Items listed in a dataset:
Content starts
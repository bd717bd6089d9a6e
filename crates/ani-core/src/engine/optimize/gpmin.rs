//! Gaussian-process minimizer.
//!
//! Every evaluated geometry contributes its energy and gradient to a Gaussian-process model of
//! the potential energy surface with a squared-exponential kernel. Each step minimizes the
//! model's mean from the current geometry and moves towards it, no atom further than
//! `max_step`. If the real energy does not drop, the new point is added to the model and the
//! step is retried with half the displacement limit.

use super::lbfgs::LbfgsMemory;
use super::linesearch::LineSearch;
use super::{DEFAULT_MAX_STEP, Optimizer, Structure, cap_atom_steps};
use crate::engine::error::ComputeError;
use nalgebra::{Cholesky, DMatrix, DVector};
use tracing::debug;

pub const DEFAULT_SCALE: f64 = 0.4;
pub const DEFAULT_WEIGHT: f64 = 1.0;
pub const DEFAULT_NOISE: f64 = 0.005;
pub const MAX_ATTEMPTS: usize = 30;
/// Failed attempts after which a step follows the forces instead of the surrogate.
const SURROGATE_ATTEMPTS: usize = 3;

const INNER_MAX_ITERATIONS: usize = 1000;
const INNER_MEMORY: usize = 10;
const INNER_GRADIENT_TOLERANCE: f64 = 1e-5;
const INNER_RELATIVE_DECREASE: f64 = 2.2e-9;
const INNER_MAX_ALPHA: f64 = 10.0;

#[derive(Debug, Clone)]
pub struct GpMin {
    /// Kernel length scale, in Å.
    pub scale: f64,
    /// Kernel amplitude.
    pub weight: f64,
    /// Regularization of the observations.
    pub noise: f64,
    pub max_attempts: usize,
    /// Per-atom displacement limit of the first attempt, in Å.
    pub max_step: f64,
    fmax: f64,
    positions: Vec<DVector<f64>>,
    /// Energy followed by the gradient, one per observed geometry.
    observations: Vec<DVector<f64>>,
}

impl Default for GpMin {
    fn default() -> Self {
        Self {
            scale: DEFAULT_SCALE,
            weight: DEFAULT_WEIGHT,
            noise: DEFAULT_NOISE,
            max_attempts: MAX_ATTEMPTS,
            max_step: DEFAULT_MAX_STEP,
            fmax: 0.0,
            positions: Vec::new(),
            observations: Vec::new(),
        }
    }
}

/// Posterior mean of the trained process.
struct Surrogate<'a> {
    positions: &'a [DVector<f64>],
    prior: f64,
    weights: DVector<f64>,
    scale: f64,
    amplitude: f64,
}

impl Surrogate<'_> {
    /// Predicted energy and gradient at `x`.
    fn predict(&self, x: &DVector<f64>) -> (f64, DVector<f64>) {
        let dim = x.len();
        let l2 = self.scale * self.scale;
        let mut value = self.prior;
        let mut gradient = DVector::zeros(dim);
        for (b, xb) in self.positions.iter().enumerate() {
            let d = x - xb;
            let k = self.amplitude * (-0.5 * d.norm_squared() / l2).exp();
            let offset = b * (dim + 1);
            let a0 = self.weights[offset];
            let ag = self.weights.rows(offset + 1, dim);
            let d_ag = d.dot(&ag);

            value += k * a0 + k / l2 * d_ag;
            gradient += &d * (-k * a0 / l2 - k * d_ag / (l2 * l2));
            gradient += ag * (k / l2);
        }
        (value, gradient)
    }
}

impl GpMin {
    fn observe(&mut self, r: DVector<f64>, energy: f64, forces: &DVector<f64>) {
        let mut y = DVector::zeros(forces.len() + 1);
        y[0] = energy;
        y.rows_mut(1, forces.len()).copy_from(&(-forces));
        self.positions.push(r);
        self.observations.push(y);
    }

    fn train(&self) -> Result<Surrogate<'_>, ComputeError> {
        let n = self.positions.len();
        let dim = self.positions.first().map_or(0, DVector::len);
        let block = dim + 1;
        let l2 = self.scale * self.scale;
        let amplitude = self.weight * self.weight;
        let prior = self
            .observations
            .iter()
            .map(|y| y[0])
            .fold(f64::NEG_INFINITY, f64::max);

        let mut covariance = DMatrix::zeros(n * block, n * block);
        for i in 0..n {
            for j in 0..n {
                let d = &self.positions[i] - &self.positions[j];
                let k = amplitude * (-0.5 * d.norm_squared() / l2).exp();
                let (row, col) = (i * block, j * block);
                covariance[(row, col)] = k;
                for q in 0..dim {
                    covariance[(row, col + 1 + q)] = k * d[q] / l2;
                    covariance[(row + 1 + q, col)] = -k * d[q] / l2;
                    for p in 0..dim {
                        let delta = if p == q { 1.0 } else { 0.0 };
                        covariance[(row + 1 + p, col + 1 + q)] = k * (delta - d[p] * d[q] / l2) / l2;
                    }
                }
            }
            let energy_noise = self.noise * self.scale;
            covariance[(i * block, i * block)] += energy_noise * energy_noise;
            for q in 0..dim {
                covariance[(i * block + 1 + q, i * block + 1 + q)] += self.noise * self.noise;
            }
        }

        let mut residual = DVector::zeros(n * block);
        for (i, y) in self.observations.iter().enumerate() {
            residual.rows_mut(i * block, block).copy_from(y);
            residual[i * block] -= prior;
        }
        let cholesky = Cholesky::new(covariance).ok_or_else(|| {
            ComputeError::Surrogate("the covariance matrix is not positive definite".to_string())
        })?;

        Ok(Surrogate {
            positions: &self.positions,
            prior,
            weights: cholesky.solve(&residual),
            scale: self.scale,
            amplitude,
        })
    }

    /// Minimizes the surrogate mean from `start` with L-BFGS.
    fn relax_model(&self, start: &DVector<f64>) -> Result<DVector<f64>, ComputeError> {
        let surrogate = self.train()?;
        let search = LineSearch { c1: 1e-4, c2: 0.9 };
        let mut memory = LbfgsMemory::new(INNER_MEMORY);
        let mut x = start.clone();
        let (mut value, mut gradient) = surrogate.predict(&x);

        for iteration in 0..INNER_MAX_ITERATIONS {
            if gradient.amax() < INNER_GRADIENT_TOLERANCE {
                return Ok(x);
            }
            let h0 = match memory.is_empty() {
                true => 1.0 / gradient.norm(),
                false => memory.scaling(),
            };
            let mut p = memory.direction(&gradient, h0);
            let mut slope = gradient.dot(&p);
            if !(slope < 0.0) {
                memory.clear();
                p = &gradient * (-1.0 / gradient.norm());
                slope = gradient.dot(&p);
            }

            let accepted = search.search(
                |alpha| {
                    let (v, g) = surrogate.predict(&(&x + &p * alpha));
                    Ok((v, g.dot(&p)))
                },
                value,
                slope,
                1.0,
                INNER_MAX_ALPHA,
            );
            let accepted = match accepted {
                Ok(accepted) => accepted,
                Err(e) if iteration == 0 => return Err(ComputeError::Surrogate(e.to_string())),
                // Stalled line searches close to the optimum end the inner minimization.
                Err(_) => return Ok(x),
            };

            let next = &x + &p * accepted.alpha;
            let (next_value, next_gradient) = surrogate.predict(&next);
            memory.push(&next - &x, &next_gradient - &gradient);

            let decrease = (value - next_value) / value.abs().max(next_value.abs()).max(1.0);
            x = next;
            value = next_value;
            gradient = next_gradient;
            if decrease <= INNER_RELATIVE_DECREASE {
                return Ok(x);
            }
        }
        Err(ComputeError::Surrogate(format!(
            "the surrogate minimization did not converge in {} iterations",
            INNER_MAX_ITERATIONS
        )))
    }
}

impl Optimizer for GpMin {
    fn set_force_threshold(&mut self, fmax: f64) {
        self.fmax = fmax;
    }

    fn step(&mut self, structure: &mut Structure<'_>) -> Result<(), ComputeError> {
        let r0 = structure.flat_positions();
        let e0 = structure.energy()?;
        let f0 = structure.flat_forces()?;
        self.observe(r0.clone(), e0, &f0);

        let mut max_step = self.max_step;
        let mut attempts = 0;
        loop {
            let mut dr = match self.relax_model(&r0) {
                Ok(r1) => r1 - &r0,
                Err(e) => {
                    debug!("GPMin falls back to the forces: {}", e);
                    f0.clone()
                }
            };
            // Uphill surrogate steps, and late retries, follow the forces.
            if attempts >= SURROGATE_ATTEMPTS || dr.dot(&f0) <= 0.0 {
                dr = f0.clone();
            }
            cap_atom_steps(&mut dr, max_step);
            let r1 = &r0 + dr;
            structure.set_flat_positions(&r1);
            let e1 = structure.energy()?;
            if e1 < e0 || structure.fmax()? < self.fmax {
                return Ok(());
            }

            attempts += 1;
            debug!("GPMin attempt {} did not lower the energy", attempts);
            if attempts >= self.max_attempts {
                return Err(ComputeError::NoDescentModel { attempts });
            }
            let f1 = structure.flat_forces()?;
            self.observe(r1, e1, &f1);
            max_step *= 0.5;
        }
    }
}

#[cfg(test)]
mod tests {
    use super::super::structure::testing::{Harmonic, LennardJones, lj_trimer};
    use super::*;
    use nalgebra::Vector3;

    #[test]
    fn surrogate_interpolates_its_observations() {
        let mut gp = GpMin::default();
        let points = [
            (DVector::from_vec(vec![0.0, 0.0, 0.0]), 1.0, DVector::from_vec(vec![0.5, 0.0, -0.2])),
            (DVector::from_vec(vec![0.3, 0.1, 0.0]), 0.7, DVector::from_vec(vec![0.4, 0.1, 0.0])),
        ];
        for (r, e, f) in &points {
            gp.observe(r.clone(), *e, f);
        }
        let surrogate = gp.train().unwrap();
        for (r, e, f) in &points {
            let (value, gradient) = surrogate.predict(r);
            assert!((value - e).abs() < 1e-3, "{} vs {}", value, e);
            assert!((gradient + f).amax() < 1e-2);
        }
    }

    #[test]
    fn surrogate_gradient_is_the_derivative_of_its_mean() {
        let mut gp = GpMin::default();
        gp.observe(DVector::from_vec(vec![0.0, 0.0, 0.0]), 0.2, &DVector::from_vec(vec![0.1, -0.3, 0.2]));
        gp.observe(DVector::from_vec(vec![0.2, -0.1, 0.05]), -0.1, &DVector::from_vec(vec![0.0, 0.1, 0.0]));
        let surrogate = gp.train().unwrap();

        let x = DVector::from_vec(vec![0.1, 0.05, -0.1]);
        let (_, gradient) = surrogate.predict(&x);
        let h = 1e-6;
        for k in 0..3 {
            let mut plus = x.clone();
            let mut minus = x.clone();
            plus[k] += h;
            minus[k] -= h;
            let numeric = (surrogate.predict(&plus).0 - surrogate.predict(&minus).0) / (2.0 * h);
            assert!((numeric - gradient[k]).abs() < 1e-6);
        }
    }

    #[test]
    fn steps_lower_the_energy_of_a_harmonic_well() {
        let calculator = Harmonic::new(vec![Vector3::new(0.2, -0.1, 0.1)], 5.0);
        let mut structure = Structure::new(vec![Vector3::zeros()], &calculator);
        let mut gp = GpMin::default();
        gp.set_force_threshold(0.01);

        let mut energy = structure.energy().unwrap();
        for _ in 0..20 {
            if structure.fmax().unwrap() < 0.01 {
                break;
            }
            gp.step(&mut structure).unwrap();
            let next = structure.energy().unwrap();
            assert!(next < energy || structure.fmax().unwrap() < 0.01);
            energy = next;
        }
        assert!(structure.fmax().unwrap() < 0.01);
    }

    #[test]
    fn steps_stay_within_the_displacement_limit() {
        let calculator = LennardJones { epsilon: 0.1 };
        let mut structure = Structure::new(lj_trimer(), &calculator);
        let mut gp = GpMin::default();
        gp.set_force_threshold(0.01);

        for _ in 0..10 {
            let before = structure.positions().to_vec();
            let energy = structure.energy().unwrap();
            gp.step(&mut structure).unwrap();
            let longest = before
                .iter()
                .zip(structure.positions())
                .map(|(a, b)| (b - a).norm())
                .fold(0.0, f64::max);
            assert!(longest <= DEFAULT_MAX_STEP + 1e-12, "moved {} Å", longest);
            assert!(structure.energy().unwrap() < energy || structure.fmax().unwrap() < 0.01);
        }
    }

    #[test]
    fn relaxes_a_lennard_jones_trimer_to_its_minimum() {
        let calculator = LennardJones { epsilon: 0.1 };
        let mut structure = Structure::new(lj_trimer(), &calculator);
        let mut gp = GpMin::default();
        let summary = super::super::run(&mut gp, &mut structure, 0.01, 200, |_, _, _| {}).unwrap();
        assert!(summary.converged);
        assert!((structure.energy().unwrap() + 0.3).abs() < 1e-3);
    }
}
Content ends
■ **Task requirements**
Copy out all the lines of the records that include "longest".

■ **Result for this exercise**
            let longest = before
            assert!(longest <= DEFAULT_MAX_STEP + 1e-12, "moved {} Å", longest);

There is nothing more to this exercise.